Of the lines below, write out exactly those from the line with "use crate::producer::LoadedBatch;" through the line with "variables sharing one time axis.", both included, and skip the rest.

[DATA TO EXAMINE Boundary: Start]

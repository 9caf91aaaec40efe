//! Owning instances: named bundles of handles sharing one time axis.
//!
//! An [`OwningInstance`] is created once per collection name and lives as
//! long as its store. Its handles are swapped wholesale whenever storage is
//! reallocated (merge, rebuild, retain); the instance itself, its sticky
//! field kinds and its loaded-window bookkeeping stay put.

use std::collections::BTreeMap;

use arrow::array::Array;
use log::{debug, info, warn};
use snafu::ensure;

use crate::config::StoreConfig;
use crate::error::{ChannelMismatchSnafu, CubbyResult};
use crate::field::{FieldData, FieldKind, FieldRecord, channels_of, classify};
use crate::handle::{GenerationCounter, VariableHandle};
use crate::loaded::LoadedWindows;
use crate::merge::{MergeStrategy, Series, merge_series, normalise_incoming};
use crate::plot_config::PlotConfig;
use crate::preserve::{RestoreReport, with_preserved_configs};
use crate::producer::LoadedBatch;
use crate::time::TimeWindow;
use crate::time_axis::TimeAxis;

/// Outcome of one [`OwningInstance::ingest`].
#[derive(Debug, Clone, PartialEq)]
pub struct IngestReport {
    /// How the batch was merged; `None` when the batch was empty and the
    /// storage left untouched.
    pub strategy: Option<MergeStrategy>,
    /// Samples on the instance's axis after the merge.
    pub samples: usize,
    /// Display attributes carried over to the new handles.
    pub restore: RestoreReport,
    /// Fields of the batch classified as static.
    pub static_fields: Vec<String>,
}

/// A named collection of variables sharing one time axis.
#[derive(Debug)]
pub struct OwningInstance {
    name: String,
    time: TimeAxis,
    handles: BTreeMap<String, VariableHandle>,
    kinds: BTreeMap<String, FieldRecord>,
    loaded: LoadedWindows,
}

impl OwningInstance {
    pub(crate) fn new(name: impl Into<String>) -> Self {
        Self {
            name: name.into(),
            time: TimeAxis::empty(),
            handles: BTreeMap::new(),
            kinds: BTreeMap::new(),
            loaded: LoadedWindows::new(),
        }
    }

    /// Collection name.
    pub fn name(&self) -> &str {
        &self.name
    }

    /// The shared time axis.
    pub fn time(&self) -> &TimeAxis {
        &self.time
    }

    /// Handle for `variable`, if it exists.
    pub fn handle(&self, variable: &str) -> Option<&VariableHandle> {
        self.handles.get(variable)
    }

    pub(crate) fn handle_mut(&mut self, variable: &str) -> Option<&mut VariableHandle> {
        self.handles.get_mut(variable)
    }

    /// Names of every variable, in order.
    pub fn variable_names(&self) -> impl Iterator<Item = &str> {
        self.handles.keys().map(String::as_str)
    }

    /// The recorded kind of `field`, once classified.
    pub fn kind_of(&self, field: &str) -> Option<FieldKind> {
        self.kinds.get(field).map(|record| record.kind)
    }

    /// Windows already handed to a producer.
    pub fn loaded(&self) -> &LoadedWindows {
        &self.loaded
    }

    /// Whether `window` was loaded before.
    pub fn is_window_covered(&self, window: &TimeWindow) -> bool {
        self.loaded.covers(window)
    }

    pub(crate) fn mark_loaded(&mut self, window: &TimeWindow) {
        self.loaded.insert(window);
    }

    /// Handle for `variable`, created empty on first access.
    pub(crate) fn get_or_create(
        &mut self,
        variable: &str,
        generations: &mut GenerationCounter,
    ) -> &VariableHandle {
        let time = &self.time;
        self.handles.entry(variable.to_string()).or_insert_with(|| {
            debug!("creating empty handle {}/{variable}", self.name);
            VariableHandle::placeholder(variable, time, generations.next_generation())
        })
    }

    /// The instance's storage as a merge-ready series.
    pub fn series(&self) -> CubbyResult<Series> {
        series_of(&self.time, &self.handles)
    }

    /// Merge a producer batch into the instance.
    ///
    /// Fields are classified (explicit kind, then recorded kind, then the
    /// length heuristic). A field only inferred as time-varying that keeps its
    /// row count while the time length changes is demoted to static and its
    /// time-varying copy replaced. The batch is sorted and de-duplicated, merged with
    /// the cached series and installed as new handles with their display
    /// attributes carried over. On error the instance is left untouched.
    pub(crate) fn ingest(
        &mut self,
        batch: LoadedBatch,
        window: Option<&TimeWindow>,
        config: &StoreConfig,
        generations: &mut GenerationCounter,
    ) -> CubbyResult<IngestReport> {
        let LoadedBatch {
            time,
            channels,
            fields,
        } = batch;

        if time.is_empty() && fields.is_empty() {
            if let Some(window) = window {
                self.loaded.insert(window);
            }
            return Ok(IngestReport {
                strategy: None,
                samples: self.time.len(),
                restore: RestoreReport::default(),
                static_fields: Vec::new(),
            });
        }

        let mut classified = BTreeMap::new();
        let mut records = Vec::with_capacity(fields.len());
        for field in fields {
            let recorded = self.kinds.get(&field.name);
            let kind = classify(
                &field.name,
                field.values.as_ref(),
                time.len(),
                field.kind,
                recorded,
                config.static_threshold,
            )?;
            if let Some(record) = recorded
                && record.kind == FieldKind::TimeVarying
                && kind == FieldKind::Static
            {
                warn!(
                    "{}/{}: {} rows unchanged while time length moved {} -> {}; now static",
                    self.name,
                    field.name,
                    record.rows,
                    record.time_len,
                    time.len()
                );
            }
            if kind == FieldKind::TimeVarying
                && let (Some(expected), Some(actual)) =
                    (channels, channels_of(field.values.as_ref()))
            {
                ensure!(
                    expected == actual,
                    ChannelMismatchSnafu {
                        context: field.name.as_str(),
                        left: Some(expected),
                        right: Some(actual),
                    }
                );
            }
            records.push((
                field.name.clone(),
                FieldRecord {
                    kind,
                    explicit: field.kind.is_some() || recorded.is_some_and(|r| r.explicit),
                    rows: field.values.len(),
                    time_len: time.len(),
                },
            ));
            classified.insert(
                field.name,
                FieldData {
                    values: field.values,
                    kind,
                },
            );
        }

        let static_fields: Vec<String> = classified
            .iter()
            .filter(|(_, f)| f.kind == FieldKind::Static)
            .map(|(name, _)| name.clone())
            .collect();
        let incoming = normalise_incoming(time, channels, classified)?;

        let mut strategy = None;
        let restore = self.install(generations, |time, handles| {
            let existing = series_of(time, handles)?;
            let (merged, used) = merge_series(&existing, &incoming)?;
            strategy = Some(used);
            Ok(merged)
        })?;

        self.kinds.extend(records);
        if let Some(window) = window {
            self.loaded.insert(window);
        }

        info!(
            "ingested {} samples into {} ({:?}); axis now holds {}",
            incoming.time.len(),
            self.name,
            strategy,
            self.time.len()
        );

        Ok(IngestReport {
            strategy,
            samples: self.time.len(),
            restore,
            static_fields,
        })
    }

    /// Rebind every handle to the current storage with fresh generations.
    ///
    /// Clip caches start empty on the new handles; display attributes are
    /// carried over.
    pub(crate) fn rebuild(
        &mut self,
        generations: &mut GenerationCounter,
    ) -> CubbyResult<RestoreReport> {
        self.install(generations, series_of)
    }

    /// Drop every sample outside `window`.
    ///
    /// Static fields are kept whole. Loaded-window bookkeeping is trimmed to
    /// `window` as well, so a later load outside it goes back to the producer.
    pub(crate) fn retain_window(
        &mut self,
        window: &TimeWindow,
        generations: &mut GenerationCounter,
    ) -> CubbyResult<RestoreReport> {
        let report = self.install(generations, |time, handles| {
            let bounds = time.window_bounds(window);
            let fields = handles
                .iter()
                .map(|(name, handle)| {
                    let values = match handle.kind() {
                        FieldKind::Static => handle.values().clone(),
                        FieldKind::TimeVarying => handle.values().slice(bounds.start, bounds.len()),
                    };
                    (
                        name.clone(),
                        FieldData {
                            values,
                            kind: handle.kind(),
                        },
                    )
                })
                .collect();
            Series::new(time.slice(bounds), fields)
        })?;
        self.loaded.retain(window);
        Ok(report)
    }

    /// Replace the storage with whatever `build` produces, through the
    /// preservation pass.
    fn install<F>(
        &mut self,
        generations: &mut GenerationCounter,
        build: F,
    ) -> CubbyResult<RestoreReport>
    where
        F: FnOnce(&TimeAxis, &BTreeMap<String, VariableHandle>) -> CubbyResult<Series>,
    {
        let mut new_time = None;
        let time = &self.time;
        let report = with_preserved_configs(&mut self.handles, |current| {
            let series = build(time, current)?;
            let handles = series
                .fields
                .into_iter()
                .map(|(name, field)| {
                    let handle = VariableHandle::new(
                        name.as_str(),
                        field.values,
                        field.kind,
                        series.time.clone(),
                        PlotConfig::default(),
                        generations.next_generation(),
                    );
                    (name, handle)
                })
                .collect();
            new_time = Some(series.time);
            Ok(handles)
        })?;

        if let Some(time) = new_time {
            self.time = time;
        }
        Ok(report)
    }
}

fn series_of(time: &TimeAxis, handles: &BTreeMap<String, VariableHandle>) -> CubbyResult<Series> {
    let fields = handles
        .iter()
        .map(|(name, handle)| {
            (
                name.clone(),
                FieldData {
                    values: handle.values().clone(),
                    kind: handle.kind(),
                },
            )
        })
        .collect();
    Series::new(time.clone(), fields)
}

[DATA TO EXAMINE Boundary: End]

*EXERCISE OUTPUT*:
use crate::producer::LoadedBatch;
use crate::time::TimeWindow;
use crate::time_axis::TimeAxis;

/// Outcome of one [`OwningInstance::ingest`].
#[derive(Debug, Clone, PartialEq)]
pub struct IngestReport {
    /// How the batch was merged; `None` when the batch was empty and the
    /// storage left untouched.
    pub strategy: Option<MergeStrategy>,
    /// Samples on the instance's axis after the merge.
    pub samples: usize,
    /// Display attributes carried over to the new handles.
    pub restore: RestoreReport,
    /// Fields of the batch classified as static.
    pub static_fields: Vec<String>,
}

/// A named collection of variables sharing one time axis.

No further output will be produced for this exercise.